Another concern: Does the handshake consider the job ID? There could be a scenario were two users start a debug sessions on the same machine at
the same time. Then, one might connect to the SDM server of the other,
by accident, if the are listening on the same port range.

I agree that using a base port number is better than using a random
number for each process. I think it is enough that the base port number
is pseudo-random. I would avoid using a fixed port number because that
would potentially cause port number collisions on two simultaneous
debugging. I understand that sdm servers will know to handle this
collision, but the start of sdm servers will take more time. By choosing the base port randomly, we reduce the probability of causing collisions.

My comments about who should write the hostfile: I see Dave concerns. I really did not consider that the amount of data to be transmitted would
become that large.
Couldn't we establish a standard file format to be used for all
debuggers? Then the file could be written by the proxy, regardless which
debugger is being used. I don't have a really good idea for this issue
yet.

Best regards,
Daniel Felix Ferber


Greg Watson wrote:
Good, I'm glad we're in agreement :-). Daniel, do you have any
comments on this?

Regarding the port numbers, this is not how I had intended the
debugger startup to work, so I want to change this at some point. My
approach is as follows, but any other suggestions would be welcome.

1. The SDM servers are given a "base" port number. At startup, they
attempt to bind to this port. If that fails, they try to bind to
base_port+1 after waiting a short random period (this is to avoid
servers started on the same node from chasing each other up the port
numbers). An alternative to this would be to bind to ((base_port
+rank)%65536)+1024. A third alternative would be to use a pseudo
random number generator seeded by the rank.

2. When the SDM master receives the routing file, it can then
determine the location of it's children, so it attempts to connect to
each in turn using the same port generation mechanism as in #1.

3. Once the connection is established to the server, a handshake is
used to swap credentials, etc., then the routing file is sent.

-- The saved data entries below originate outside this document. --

//! Eager (full-job) conversion entry points.
//!
//! ## Why eager vs. the manager?
//!
//! This module provides the simpler API: normalize everything, assemble,
//! and return the bytes. No worker lifecycle, no callbacks, no delivery —
//! the caller gets the PDF and decides what to do with it. Use
//! [`crate::manager::PipelineManager`] instead when you need progress
//! events, cancellation, or platform-aware delivery, and
//! [`crate::stream::convert_stream`] for a stream-shaped frontend to the
//! same worker.

use crate::config::JobConfig;
use crate::error::Img2PdfError;
use crate::event::InputImage;
use crate::output::{ConversionOutput, JobStats};
use crate::pipeline::{assemble, normalize};
use std::path::Path;
use std::time::Instant;
use tracing::{info, warn};

/// Convert a list of images to a single PDF, one page per image.
///
/// Images are processed strictly in input order; a corrupt image is
/// skipped (and reported in `faults`), not fatal.
///
/// # Errors
/// Fails only when nothing could be produced: empty input, every image
/// faulted, or document-level assembly failure.
pub async fn convert(
    files: Vec<InputImage>,
    config: &JobConfig,
) -> Result<ConversionOutput, Img2PdfError> {
    if files.is_empty() {
        return Err(Img2PdfError::EmptyJob);
    }

    let total_start = Instant::now();
    let total = files.len();
    info!("Converting {} images", total);

    // ── Normalize, one image at a time ───────────────────────────────────
    let normalize_start = Instant::now();
    let mut images = Vec::with_capacity(total);
    let mut faults = Vec::new();
    for file in files {
        let cfg = config.clone();
        match tokio::task::spawn_blocking(move || normalize::normalize_image(file, &cfg))
            .await
            .map_err(|e| Img2PdfError::Internal(format!("normalize task panicked: {e}")))?
        {
            Ok(normalized) => images.push(normalized),
            Err(fault) => {
                warn!("Skipping image: {}", fault);
                faults.push(fault);
            }
        }
    }
    let normalize_duration_ms = normalize_start.elapsed().as_millis() as u64;

    if images.is_empty() {
        let first_fault = faults
            .first()
            .map(|f| f.to_string())
            .unwrap_or_else(|| "no faults recorded".into());
        return Err(Img2PdfError::AllImagesFailed { total, first_fault });
    }
    let processed = images.len();

    // ── Assemble ─────────────────────────────────────────────────────────
    let assembly_start = Instant::now();
    let cfg = config.clone();
    let assembled = tokio::task::spawn_blocking(move || assemble::build_document(images, &cfg))
        .await
        .map_err(|e| Img2PdfError::Internal(format!("assembly task panicked: {e}")))??;
    let assembly_duration_ms = assembly_start.elapsed().as_millis() as u64;

    faults.extend(assembled.faults);

    let stats = JobStats {
        total_images: total,
        processed_images: processed,
        skipped_images: total - processed,
        page_count: assembled.page_count,
        pdf_bytes: assembled.pdf.len(),
        normalize_duration_ms,
        assembly_duration_ms,
        total_duration_ms: total_start.elapsed().as_millis() as u64,
    };

    info!(
        "Conversion complete: {}/{} images, {} pages, {}ms",
        processed, total, stats.page_count, stats.total_duration_ms
    );

    Ok(ConversionOutput {
        pdf: assembled.pdf,
        faults,
        stats,
    })
}

/// Convert images and write the PDF directly to a file.
///
/// Uses atomic write (temp file + rename) to prevent partial files.
pub async fn convert_to_file(
    files: Vec<InputImage>,
    output_path: impl AsRef<Path>,
    config: &JobConfig,
) -> Result<JobStats, Img2PdfError> {
    let output = convert(files, config).await?;
    let path = output_path.as_ref();

    if let Some(parent) = path.parent() {
        if !parent.as_os_str().is_empty() {
            tokio::fs::create_dir_all(parent)
                .await
                .map_err(|e| Img2PdfError::OutputWriteFailed {
                    path: path.to_path_buf(),
                    source: e,
                })?;
        }
    }

    let tmp_path = path.with_extension("pdf.tmp");
    tokio::fs::write(&tmp_path, &output.pdf)
        .await
        .map_err(|e| Img2PdfError::OutputWriteFailed {
            path: path.to_path_buf(),
            source: e,
        })?;

    tokio::fs::rename(&tmp_path, path)
        .await
        .map_err(|e| Img2PdfError::OutputWriteFailed {
            path: path.to_path_buf(),
            source: e,
        })?;

    Ok(output.stats)
}

/// Synchronous wrapper around [`convert`].
///
/// Creates a temporary tokio runtime internally.
pub fn convert_sync(
    files: Vec<InputImage>,
    config: &JobConfig,
) -> Result<ConversionOutput, Img2PdfError> {
    tokio::runtime::Runtime::new()
        .map_err(|e| Img2PdfError::Internal(format!("failed to create tokio runtime: {e}")))?
        .block_on(convert(files, config))
}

The
routing file could be successively pruned as it propagates up the tree
to reduce bandwidth.

4. Once the server receives the routing file, it does the same as #2.

5. This continues until all connections have been established, or
there was a timeout or some other error.

Greg

On Aug 28, 2008, at 8:46 AM, Dave Wootton wrote:

Greg
I think the proxy should be responsible for building the routing
file, in
order to keep the traffic on the connection between the GUI and the
proxy
down. With the current approach, you are sending node information
across
the connection twice, once to populate the PTP runtime model, then a
second time to create the routing file on the nodes where the SDMs are running. I'm not sure what the message length for the messages from the
proxy to the GUI are, but for the remote_file you have
strlen(task_index)
+ strlen(hostname) + strlen(port_number) + 3 bytes per node. In my case
that's close to 20 bytes per task, minimum. With large numbers of
tasks,
this could be a lot of data, and since all of these interactions
between
the GUI, the proxy, and the SDMs are a serial process, they slow down
debugger startup.

The down side to this is the need for each proxy to implement support
for
each of unique debugger startup sequences it is willing to support,
where
you could end up with some proxies not supporting a debugger. If you
implement all of the code in the GUI resource manager side though,
I'm not
sure you don't have the same problem, where the RM needs to be aware of the details of both the debugger startup sequence and the details of a
particular runtime environment/proxy.

The other question I have after seeing the contents of the routing file
you generate is the generation of random port numbers. If you end up
actually using these port numbers, do you run the risk of accidentally
using a port number reserved for some other application, unless you
block
out a range of port numbers and only use that range? Even if port
numbers
are up for grabs with no expectation of reserved port numbers, what
happens if something else is using your port number?